Personal information
- Full name: Edward Arthur Bourke
- Born: 17 February 1904 Yarrawonga, Victoria
- Died: 27 November 1952 (aged 48) Seddon, Victoria
- Original teams: Muckatah, Tungamah, Brunswick
- Height: 185 cm (6 ft 1 in)
- Weight: 80 kg (176 lb)
- Position: Defender

Playing career^{1}
- Years: Club / Games (Goals)
- 1924–26: Richmond / 32 (15)
- 1926: Brunswick / 06 0(2)
- 1927: South Melbourne / 06 0(1)
- 1929-32: Sandringham / 72 (19)
- 1933: Yarraville / 22 0(3)
- 1934: Ararat / 0? 0(?)
- 1935: South Ballarat / 0? 0(?)
- 1936: McKinnon / 0? 0(?)
- Total:  / 138 (40)
- ^{1} Playing statistics correct to the end of 1927.

Career highlights
- VFA Recorder Cup: 1929; BWFL best & fairest: 1934; McKinnon FC Premiership captain-coach: 1936;

= Ted Bourke =

Australian rules footballer, born 1904

Edward Arthur Bourke (17 February 1904 – 27 November 1952) was an Australian rules footballer who played for Richmond and South Melbourne in the Victorian Football League (VFL) during the 1920s.

==Family==
The eldest of the seven children of Edward Arthur Bourke (1877-1936), and Ellen Mary Bourke (1879-1949), née Lonergan, Edward Arthur Bourke was born at Yarrawonga, Victoria on 17 February 1904.

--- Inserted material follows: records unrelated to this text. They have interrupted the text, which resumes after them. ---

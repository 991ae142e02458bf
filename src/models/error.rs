use bigdecimal::BigDecimal;
use serde::{Deserialize, Serialize};
use std::fmt;

/// 错误严重级别 (按法律阻断性升序排列, CRITICAL 最高)
#[derive(
    Debug, Clone, Copy, PartialEq, Eq, PartialOrd, Ord, Hash, Serialize, Deserialize,
)]
#[serde(rename_all = "UPPERCASE")]
pub enum Severity {
    Info,
    Warning,
    Error,
    Critical,
}

impl Severity {
    pub fn parse(s: &str) -> Option<Self> {
        match s.trim().to_ascii_uppercase().as_str() {
            "INFO" => Some(Severity::Info),
            "WARNING" => Some(Severity::Warning),
            "ERROR" => Some(Severity::Error),
            "CRITICAL" => Some(Severity::Critical),
            _ => None,
        }
    }
}

impl fmt::Display for Severity {
    fn fmt(&self, f: &mut fmt::Formatter<'_>) -> fmt::Result {
        let s = match self {
            Severity::Info => "INFO",
            Severity::Warning => "WARNING",
            Severity::Error => "ERROR",
            Severity::Critical => "CRITICAL",
        };
        f.write_str(s)
    }
}

/// 校验错误记录 (ValidationError)
///
/// 一旦构造即不可变; 追加到 Invoice.validation_errors 后永不重排/去重。
#[derive(Debug, Clone, PartialEq, Serialize, Deserialize)]
pub struct ValidationError {
    pub code: String,
    pub field: String,
    pub message: String,
    pub severity: Severity,
    pub actual_value: Option<String>,
    pub expected_value: Option<String>,
    pub suggestion: Option<String>,
    pub legal_reference: String,
    pub financial_impact: Option<BigDecimal>,
    pub item_number: Option<u32>,
}

impl ValidationError {
    pub fn new(
        code: impl Into<String>,
        field: impl Into<String>,
        severity: Severity,
        message: impl Into<String>,
    ) -> Self {
        Self {
            code: code.into(),
            field: field.into(),
            message: message.into(),
            severity,
            actual_value: None,
            expected_value: None,
            suggestion: None,
            legal_reference: String::new(),
            financial_impact: None,
            item_number: None,
        }
    }

    pub fn actual(mut self, value: impl Into<String>) -> Self {
        self.actual_value = Some(value.into());
        self
    }

    pub fn expected(mut self, value: impl Into<String>) -> Self {
        self.expected_value = Some(value.into());
        self
    }

    pub fn suggestion(mut self, value: impl Into<String>) -> Self {
        self.suggestion = Some(value.into());
        self
    }

    pub fn legal_reference(mut self, value: impl Into<String>) -> Self {
        self.legal_reference = value.into();
        self
    }

    pub fn impact(mut self, value: BigDecimal) -> Self {
        self.financial_impact = Some(value);
        self
    }

    pub fn item(mut self, number: u32) -> Self {
        self.item_number = Some(number);
        self
    }

    /// 错误码命名空间 (如 NCM_003 -> NCM)
    pub fn namespace(&self) -> &str {
        self.code.split('_').next().unwrap_or(&self.code)
    }
}

#[cfg(test)]
mod tests {
    use super::*;

    #[test]
    fn severity_is_ordered_by_blocking_power() {
        assert!(Severity::Critical > Severity::Error);
        assert!(Severity::Error > Severity::Warning);
        assert!(Severity::Warning > Severity::Info);
    }

    #[test]
    fn severity_parse_roundtrip() {
        for s in [
            Severity::Info,
            Severity::Warning,
            Severity::Error,
            Severity::Critical,
        ] {
            assert_eq!(Severity::parse(&s.to_string()), Some(s));
        }
        assert_eq!(Severity::parse("FATAL"), None);
    }

    #[test]
    fn error_namespace_comes_from_code_prefix() {
        let e = ValidationError::new("COFINS_002", "cofins_rate", Severity::Critical, "rate");
        assert_eq!(e.namespace(), "COFINS");
    }
}
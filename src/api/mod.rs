pub mod handlers;

pub use handlers::{audit_batch, health_check};
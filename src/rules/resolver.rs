use dashmap::DashMap;
use std::sync::Arc;

use crate::db::RuleStore;
use crate::error::AuditError;
use crate::models::rule::{CfopRule, CstRule, NcmRule, RuleLookup, RuleRecord, StateOverride};

use super::overrides::OverrideLayer;

/// 规则解析器 (Rule Resolver)
///
/// 严格优先级, 非合并: 覆盖层精确命中则整条返回 (即使记录不完整也不向
/// 规则库做字段级回落); 否则查规则库; 都未命中返回 None (NotFound 不是错误,
/// 校验器自行降级)。解析缓存保证同一运行内同键结果一致。
///
/// 生命周期归批处理所有: 每次运行由调用方显式构造并传给校验管线,
/// 不存在跨请求的环境级缓存。外部分类器永远不会被这里咨询。
pub struct RuleResolver {
    overrides: Arc<OverrideLayer>,
    store: RuleStore,
    cache: DashMap<RuleLookup, Option<RuleRecord>>,
    citations: DashMap<String, Option<String>>,
}

impl RuleResolver {
    pub fn new(overrides: Arc<OverrideLayer>, store: RuleStore) -> Self {
        Self {
            overrides,
            store,
            cache: DashMap::new(),
            citations: DashMap::new(),
        }
    }

    /// 统一查询入口: resolve(lookup) -> RuleRecord | NotFound
    pub async fn resolve(&self, lookup: RuleLookup) -> Result<Option<RuleRecord>, AuditError> {
        if let Some(hit) = self.cache.get(&lookup) {
            return Ok(hit.value().clone());
        }
        let resolved = self.resolve_uncached(&lookup).await?;
        self.cache.insert(lookup, resolved.clone());
        Ok(resolved)
    }

    async fn resolve_uncached(
        &self,
        lookup: &RuleLookup,
    ) -> Result<Option<RuleRecord>, AuditError> {
        match lookup {
            RuleLookup::Ncm(ncm) => {
                if let Some(rule) = self.overrides.get_ncm(ncm) {
                    return Ok(Some(RuleRecord::Ncm(rule.clone())));
                }
                Ok(self.store.get_ncm_rule(ncm).await?.map(RuleRecord::Ncm))
            }
            RuleLookup::Cst(cst) => {
                if let Some(rule) = self.overrides.get_cst(cst) {
                    return Ok(Some(RuleRecord::Cst(rule.clone())));
                }
                Ok(self.store.get_cst_rule(cst).await?.map(RuleRecord::Cst))
            }
            RuleLookup::Cfop(cfop) => {
                if let Some(rule) = self.overrides.get_cfop(cfop) {
                    return Ok(Some(RuleRecord::Cfop(rule.clone())));
                }
                Ok(self.store.get_cfop_rule(cfop).await?.map(RuleRecord::Cfop))
            }
            RuleLookup::State { uf, ncm } => {
                if let Some(rules) = self.overrides.get_state(uf, ncm) {
                    return Ok(Some(RuleRecord::State(rules.to_vec())));
                }
                let rules = self.store.get_state_overrides(uf, ncm).await?;
                Ok(if rules.is_empty() {
                    None
                } else {
                    Some(RuleRecord::State(rules))
                })
            }
        }
    }

    pub async fn ncm_rule(&self, ncm: &str) -> Result<Option<NcmRule>, AuditError> {
        Ok(self
            .resolve(RuleLookup::Ncm(ncm.to_string()))
            .await?
            .and_then(|r| r.as_ncm().cloned()))
    }

    pub async fn cst_rule(&self, cst: &str) -> Result<Option<CstRule>, AuditError> {
        Ok(self
            .resolve(RuleLookup::Cst(cst.to_string()))
            .await?
            .and_then(|r| r.as_cst().cloned()))
    }

    pub async fn cfop_rule(&self, cfop: &str) -> Result<Option<CfopRule>, AuditError> {
        Ok(self
            .resolve(RuleLookup::Cfop(cfop.to_string()))
            .await?
            .and_then(|r| r.as_cfop().cloned()))
    }

    /// 州级覆盖; 无规则返回空集 (不是错误)
    pub async fn state_rules(
        &self,
        uf: &str,
        ncm: &str,
    ) -> Result<Vec<StateOverride>, AuditError> {
        Ok(self
            .resolve(RuleLookup::State {
                uf: uf.to_string(),
                ncm: ncm.to_string(),
            })
            .await?
            .and_then(|r| r.as_state().map(<[StateOverride]>::to_vec))
            .unwrap_or_default())
    }

    /// 法律引文; 未收录时原样返回代码
    pub async fn citation(&self, code: &str) -> Result<String, AuditError> {
        if let Some(hit) = self.citations.get(code) {
            return Ok(hit.value().clone().unwrap_or_else(|| code.to_string()));
        }
        let formatted = self.store.get_legal_citation(code).await?;
        self.citations.insert(code.to_string(), formatted.clone());
        Ok(formatted.unwrap_or_else(|| code.to_string()))
    }
}
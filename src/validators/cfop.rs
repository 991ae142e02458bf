use crate::error::AuditError;
use crate::models::error::{Severity, ValidationError};
use crate::models::invoice::{Invoice, Item};
use crate::models::rule::OperationScope;
use crate::rules::RuleResolver;

/// CFOP 方位替换表 (同族换方位, 查表而非推断):
/// 州内 {1,5} <-> 州际 {2,6}; 出口位 {3,7} 回落到州内位 {1,5}
fn remap_to_interstate(cfop: &str) -> Option<String> {
    let leading = match cfop.as_bytes().first()? {
        b'1' => '2',
        b'5' => '6',
        _ => return None,
    };
    Some(format!("{}{}", leading, &cfop[1..]))
}

fn remap_to_internal(cfop: &str) -> Option<String> {
    let leading = match cfop.as_bytes().first()? {
        b'2' | b'3' => '1',
        b'6' | b'7' => '5',
        _ => return None,
    };
    Some(format!("{}{}", leading, &cfop[1..]))
}

/// 首位数字隐含的作用域 (规则未命中时的回落判断)
fn digit_scope(cfop: &str) -> Option<OperationScope> {
    match cfop.as_bytes().first()? {
        b'1' | b'5' => Some(OperationScope::Internal),
        b'2' | b'6' => Some(OperationScope::Interstate),
        b'3' | b'7' => Some(OperationScope::Export),
        _ => None,
    }
}

/// CFOP 操作编码校验器
pub struct CfopValidator<'a> {
    resolver: &'a RuleResolver,
}

impl<'a> CfopValidator<'a> {
    pub fn new(resolver: &'a RuleResolver) -> Self {
        Self { resolver }
    }

    pub async fn validate(
        &self,
        item: &Item,
        invoice: &Invoice,
    ) -> Result<Vec<ValidationError>, AuditError> {
        let mut errors = Vec::new();
        let cfop = item.normalized_cfop();

        // 1. 格式: 4 位数字
        if !is_valid_format(&cfop) {
            let citation = self.resolver.citation("SINIEF_0705").await?;
            errors.push(
                ValidationError::new(
                    "CFOP_001",
                    "cfop",
                    Severity::Error,
                    format!("invalid CFOP '{}': must be exactly 4 digits", item.cfop),
                )
                .actual(item.cfop.clone())
                .expected("4 numeric digits")
                .legal_reference(citation)
                .item(item.number),
            );
            return Ok(errors);
        }

        // 2. 规则命中; 未收录是 ERROR, 但首位数字的方位检查仍然进行
        let rule = self.resolver.cfop_rule(&cfop).await?;
        if rule.is_none() {
            errors.push(
                ValidationError::new(
                    "CFOP_002",
                    "cfop",
                    Severity::Error,
                    format!("operation code {} not recognized", cfop),
                )
                .actual(cfop.clone())
                .legal_reference("Tabela CFOP - Ajuste SINIEF 07/05")
                .suggestion("check the full CFOP table")
                .item(item.number),
            );
        }

        // 3. 属地规则: 州际要求州际位 (出口位亦可), 州内要求州内位
        let scope = rule
            .as_ref()
            .and_then(|r| r.scope)
            .or_else(|| digit_scope(&cfop));
        let legal_reference = rule
            .as_ref()
            .and_then(|r| r.legal_reference.clone())
            .unwrap_or_else(|| "Tabela CFOP".to_string());

        if let Some(scope) = scope {
            if invoice.is_interstate() {
                if scope == OperationScope::Internal {
                    let expected = remap_to_interstate(&cfop).unwrap_or_else(|| cfop.clone());
                    errors.push(
                        ValidationError::new(
                            "CFOP_003",
                            "cfop",
                            Severity::Critical,
                            format!(
                                "interstate operation ({} -> {}) with internal CFOP {}",
                                invoice.issuer.uf, invoice.recipient.uf, cfop
                            ),
                        )
                        .actual(cfop.clone())
                        .expected(format!("{} (interstate)", expected))
                        .legal_reference(legal_reference.clone())
                        .suggestion(format!("use CFOP {} for interstate operations", expected))
                        .item(item.number),
                    );
                }
            } else if scope != OperationScope::Internal {
                let expected = remap_to_internal(&cfop).unwrap_or_else(|| cfop.clone());
                errors.push(
                    ValidationError::new(
                        "CFOP_004",
                        "cfop",
                        Severity::Critical,
                        format!(
                            "internal operation ({}) with non-internal CFOP {}",
                            invoice.issuer.uf, cfop
                        ),
                    )
                    .actual(cfop.clone())
                    .expected(format!("{} (internal)", expected))
                    .legal_reference(legal_reference.clone())
                    .suggestion(format!("use CFOP {} for internal operations", expected))
                    .item(item.number),
                );
            }
        }

        // 4. 规则约束交易性质时比对
        if let Some(rule) = &rule {
            if let Some(nature) = rule.nature {
                if nature != invoice.nature {
                    errors.push(
                        ValidationError::new(
                            "CFOP_005",
                            "cfop",
                            Severity::Error,
                            format!(
                                "CFOP {} is reserved for {} operations, invoice declares {}",
                                cfop, nature, invoice.nature
                            ),
                        )
                        .actual(invoice.nature.to_string())
                        .expected(nature.to_string())
                        .legal_reference(legal_reference)
                        .item(item.number),
                    );
                }
            }
        }

        Ok(errors)
    }
}

fn is_valid_format(cfop: &str) -> bool {
    cfop.len() == 4 && cfop.chars().all(|c| c.is_ascii_digit())
}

He married Violet Elizabeth Gould (1904-1936) in 1926; they had four children. He married Lilian Grace Taylor (1916-1989) in 1941; they had three children.

==Football==
Often playing at centre half back, Bourke spent his early football years with Muckatah, Tungamah and Brunswick.

He kicked three goals on debut for Richmond in the opening round of the 1924 VFL season and participated in the round robin finals series which took place that year.

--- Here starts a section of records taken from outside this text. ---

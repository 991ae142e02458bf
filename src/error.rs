//! 基础设施错误类型
//!
//! 校验器对 "规则未收录" 一律降级为 WARNING/INFO 记录, 不走这里;
//! 这里只承载数据库/覆盖层/分类器等真正的基础设施失败。

use thiserror::Error;

#[derive(Debug, Error)]
pub enum AuditError {
    #[error("rule store query failed: {0}")]
    Store(#[from] sqlx::Error),

    #[error("override layer load failed: {0}")]
    OverrideLoad(#[from] csv::Error),

    #[error("override layer io failed: {0}")]
    OverrideIo(#[from] std::io::Error),

    #[error("classifier call exceeded {timeout_secs}s timeout")]
    ClassifierTimeout { timeout_secs: u64 },

    #[error("classifier call failed: {0}")]
    Classifier(String),
}
pub mod cfop;
pub mod ncm;
pub mod pis_cofins;
pub mod state;
pub mod totals;

pub use cfop::CfopValidator;
pub use ncm::NcmValidator;
pub use pis_cofins::TaxRateValidator;
pub use state::JurisdictionValidator;
pub use totals::TotalsValidator;

use crate::error::AuditError;
use crate::models::invoice::Invoice;
use crate::rules::RuleResolver;

/// 校验管线 (Validator Pipeline)
///
/// 固定顺序: NCM -> PIS/COFINS -> CFOP (逐行) -> 合计 (发票级) -> 州级 (逐 UF 逐行)。
/// 错误按执行顺序拼接到 invoice.validation_errors, 永不去重/重排;
/// 单张发票的校验是同步顺序的, 规则数据全程只读。
pub struct ValidatorPipeline<'a> {
    resolver: &'a RuleResolver,
}

impl<'a> ValidatorPipeline<'a> {
    pub fn new(resolver: &'a RuleResolver) -> Self {
        Self { resolver }
    }

    pub async fn run(&self, invoice: &mut Invoice) -> Result<(), AuditError> {
        let mut collected = Vec::new();

        let ncm = NcmValidator::new(self.resolver);
        for item in &invoice.items {
            collected.extend(ncm.validate(item, invoice).await?);
        }

        let tax = TaxRateValidator::new(self.resolver);
        for item in &invoice.items {
            collected.extend(tax.validate(item, invoice).await?);
        }

        let cfop = CfopValidator::new(self.resolver);
        for item in &invoice.items {
            collected.extend(cfop.validate(item, invoice).await?);
        }

        let totals = TotalsValidator::new(self.resolver);
        collected.extend(totals.validate(invoice).await?);

        for uf in jurisdictions(invoice) {
            let validator = JurisdictionValidator::new(self.resolver, uf);
            for item in &invoice.items {
                collected.extend(validator.validate(item, invoice).await?);
            }
        }

        tracing::debug!(
            "invoice {} validated: {} finding(s)",
            invoice.access_key,
            collected.len()
        );
        invoice.validation_errors.extend(collected);
        Ok(())
    }
}

/// 触发州级校验的 UF 列表: 发货方在前, 收货方不同则随后
fn jurisdictions(invoice: &Invoice) -> Vec<String> {
    let mut ufs = vec![invoice.issuer.uf.clone()];
    if invoice.recipient.uf != invoice.issuer.uf {
        ufs.push(invoice.recipient.uf.clone());
    }
    ufs
}

/// 校验器单元测试共用的夹具
#[cfg(test)]
pub(crate) mod test_support {
    use bigdecimal::BigDecimal;
    use chrono::{TimeZone, Utc};
    use std::str::FromStr;

    use crate::models::invoice::{Invoice, Item, OperationNature, Party, TaxFields, Totals};

    pub(crate) fn dec(s: &str) -> BigDecimal {
        BigDecimal::from_str(s).unwrap()
    }

    /// 合规基准行: NCM 17019900, CFOP 5102, 100 × 8.00 = 800.00,
    /// PIS 1.65% = 13.20, COFINS 7.60% = 60.80
    pub(crate) fn sample_item(number: u32, ncm: &str, description: &str) -> Item {
        Item {
            number,
            product_code: format!("P{:03}", number),
            description: description.to_string(),
            ncm: ncm.to_string(),
            cfop: "5102".to_string(),
            unit: "KG".to_string(),
            quantity: dec("100"),
            unit_price: dec("8.00"),
            line_total: dec("800.00"),
            pis: TaxFields {
                cst: "01".to_string(),
                rate: dec("1.65"),
                value: dec("13.20"),
            },
            cofins: TaxFields {
                cst: "01".to_string(),
                rate: dec("7.60"),
                value: dec("60.80"),
            },
            icms: None,
        }
    }

    pub(crate) fn sample_item_with_cfop(number: u32, cfop: &str) -> Item {
        let mut item = sample_item(number, "17019900", "Acucar cristal");
        item.cfop = cfop.to_string();
        item
    }

    pub(crate) fn sample_invoice(issuer_uf: &str, recipient_uf: &str) -> Invoice {
        Invoice {
            access_key: "35240112345678000199550010000012341000012349".to_string(),
            number: "1234".to_string(),
            series: "1".to_string(),
            issued_at: Utc.with_ymd_and_hms(2024, 1, 15, 12, 0, 0).unwrap(),
            issuer: Party {
                tax_id: "12345678000199".to_string(),
                legal_name: "Usina Alfa SA".to_string(),
                uf: issuer_uf.to_string(),
            },
            recipient: Party {
                tax_id: "98765432000188".to_string(),
                legal_name: "Distribuidora Beta Ltda".to_string(),
                uf: recipient_uf.to_string(),
            },
            nature: OperationNature::Sale,
            items: Vec::new(),
            totals: Totals {
                products_total: dec("0.00"),
                invoice_total: None,
                pis_total: None,
                cofins_total: None,
                icms_total: None,
            },
            validation_errors: Vec::new(),
        }
    }

    /// 合计与行数据自洽的发票
    pub(crate) fn sample_invoice_with_items(items: Vec<Item>) -> Invoice {
        let mut invoice = sample_invoice("SP", "SP");
        let mut products = dec("0");
        let mut pis = dec("0");
        let mut cofins = dec("0");
        for item in &items {
            products += &item.line_total;
            pis += &item.pis.value;
            cofins += &item.cofins.value;
        }
        invoice.totals.products_total = products;
        invoice.totals.pis_total = Some(pis);
        invoice.totals.cofins_total = Some(cofins);
        invoice.items = items;
        invoice
    }
}
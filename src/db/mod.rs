pub mod pool;
pub mod store;

pub use pool::create_pool;
pub use store::RuleStore;

/// 单元测试共用的内存规则库 (单连接池, 否则每个连接各自一份 :memory: 数据库)
#[cfg(test)]
pub(crate) mod test_support {
    use super::store::RuleStore;
    use sqlx::sqlite::SqlitePoolOptions;

    pub(crate) async fn memory_store() -> RuleStore {
        let pool = SqlitePoolOptions::new()
            .max_connections(1)
            .connect("sqlite::memory:")
            .await
            .expect("in-memory sqlite");
        let store = RuleStore::new(pool);
        store.ensure_schema().await.expect("schema");
        store
    }

    pub(crate) async fn insert_ncm(
        store: &RuleStore,
        ncm: &str,
        description: &str,
        keywords: &str,
        allowed_csts: Option<&str>,
        pis_rate: Option<&str>,
        cofins_rate: Option<&str>,
    ) {
        sqlx::query(
            r#"
            INSERT INTO ncm_rules (ncm, description, keywords, regime, allowed_csts,
                                   pis_rate, cofins_rate, legal_reference)
            VALUES (?, ?, ?, 'NON_CUMULATIVE', ?, ?, ?, 'Tabela NCM/TIPI')
            "#,
        )
        .bind(ncm)
        .bind(description)
        .bind(keywords)
        .bind(allowed_csts)
        .bind(pis_rate)
        .bind(cofins_rate)
        .execute(store.pool())
        .await
        .expect("insert ncm rule");
    }

    pub(crate) async fn insert_cst(
        store: &RuleStore,
        cst: &str,
        situation: &str,
        pis_rate: &str,
        cofins_rate: &str,
    ) {
        sqlx::query(
            r#"
            INSERT INTO cst_rules (cst, description, situation, pis_rate, cofins_rate,
                                   legal_reference)
            VALUES (?, 'Operacao tributavel', ?, ?, ?, 'Lei 10.637/2002')
            "#,
        )
        .bind(cst)
        .bind(situation)
        .bind(pis_rate)
        .bind(cofins_rate)
        .execute(store.pool())
        .await
        .expect("insert cst rule");
    }

    pub(crate) async fn insert_cfop(
        store: &RuleStore,
        cfop: &str,
        scope: &str,
        nature: Option<&str>,
    ) {
        sqlx::query(
            r#"
            INSERT INTO cfop_rules (cfop, description, scope, nature, legal_reference)
            VALUES (?, 'Venda de producao', ?, ?, 'Ajuste SINIEF 07/05')
            "#,
        )
        .bind(cfop)
        .bind(scope)
        .bind(nature)
        .execute(store.pool())
        .await
        .expect("insert cfop rule");
    }

    pub(crate) async fn insert_state_override(
        store: &RuleStore,
        uf: &str,
        ncm: Option<&str>,
        override_type: &str,
        rate: Option<&str>,
        reduction_rate: Option<&str>,
        severity_ceiling: Option<&str>,
    ) {
        sqlx::query(
            r#"
            INSERT INTO state_overrides (uf, ncm, override_type, rule_name, rate,
                                         reduction_rate, severity_ceiling, legal_reference)
            VALUES (?, ?, ?, 'regra estadual', ?, ?, ?, 'RICMS')
            "#,
        )
        .bind(uf)
        .bind(ncm)
        .bind(override_type)
        .bind(rate)
        .bind(reduction_rate)
        .bind(severity_ceiling)
        .execute(store.pool())
        .await
        .expect("insert state override");
    }

    pub(crate) async fn insert_legal_ref(
        store: &RuleStore,
        code: &str,
        ref_type: &str,
        number: &str,
        year: &str,
        title: &str,
    ) {
        sqlx::query(
            r#"
            INSERT INTO legal_refs (code, ref_type, number, year, title)
            VALUES (?, ?, ?, ?, ?)
            "#,
        )
        .bind(code)
        .bind(ref_type)
        .bind(number)
        .bind(year)
        .bind(title)
        .execute(store.pool())
        .await
        .expect("insert legal ref");
    }
}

After crossing to South Melbourne without success in 1927, Bourke missed the entire 1928 football season while he waited for a clearance to the Victorian Football Association. He was signed by Sandringham in 1929 and won the Recorder Cup in his first season.

Bourke coached Bentleigh to the 1930 Metropolitan C. Section Amateur premiership.

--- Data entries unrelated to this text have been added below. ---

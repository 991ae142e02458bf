use crate::models::{BatchSummary, Invoice, InvoiceReport};
use crate::service::AuditService;
use axum::{
    extract::{Json, State},
    http::StatusCode,
    response::{IntoResponse, Response},
};
use serde::{Deserialize, Serialize};
use std::sync::Arc;

/// 请求体: 已归一化的发票列表 (解析协作方产出的类型化记录)
#[derive(Debug, Deserialize)]
pub struct BatchAuditRequest {
    pub invoices: Vec<Invoice>,
}

/// 响应体: 按访问密钥键控的逐张报告 + 批汇总
#[derive(Debug, Serialize)]
pub struct BatchAuditResponse {
    pub success: bool,
    pub message: String,
    pub summary: BatchSummary,
    pub reports: Vec<InvoiceReport>,
}

/// 健康检查
pub async fn health_check() -> &'static str {
    "OK"
}

/// 批量审计接口
pub async fn audit_batch(
    State(service): State<Arc<AuditService>>,
    Json(req): Json<BatchAuditRequest>,
) -> Response {
    let count = req.invoices.len();
    let outcome = service.audit_batch(req.invoices).await;

    let response = BatchAuditResponse {
        success: true,
        message: format!(
            "Audited {} invoice(s): {} valid, {} invalid, {} system error",
            count, outcome.summary.valid, outcome.summary.invalid, outcome.summary.system_error
        ),
        summary: outcome.summary,
        reports: outcome.reports,
    };
    (StatusCode::OK, Json(response)).into_response()
}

Bourke later served as captain-coach of Yarraville in 1933 and Ararat in 1934.

Bourke won the 1934 - Ballarat - Wimmera Football League best and fairest award, the George McKenzie Gold Medal.

Bourke was cleared from South Ballarat to McKinnon in May 1936, where McKinnon won the 1936 premiership of the Caulfield Oakleigh District Football League.

==Death==
He died at his residence in Seddon, Victoria on 27 November 1952.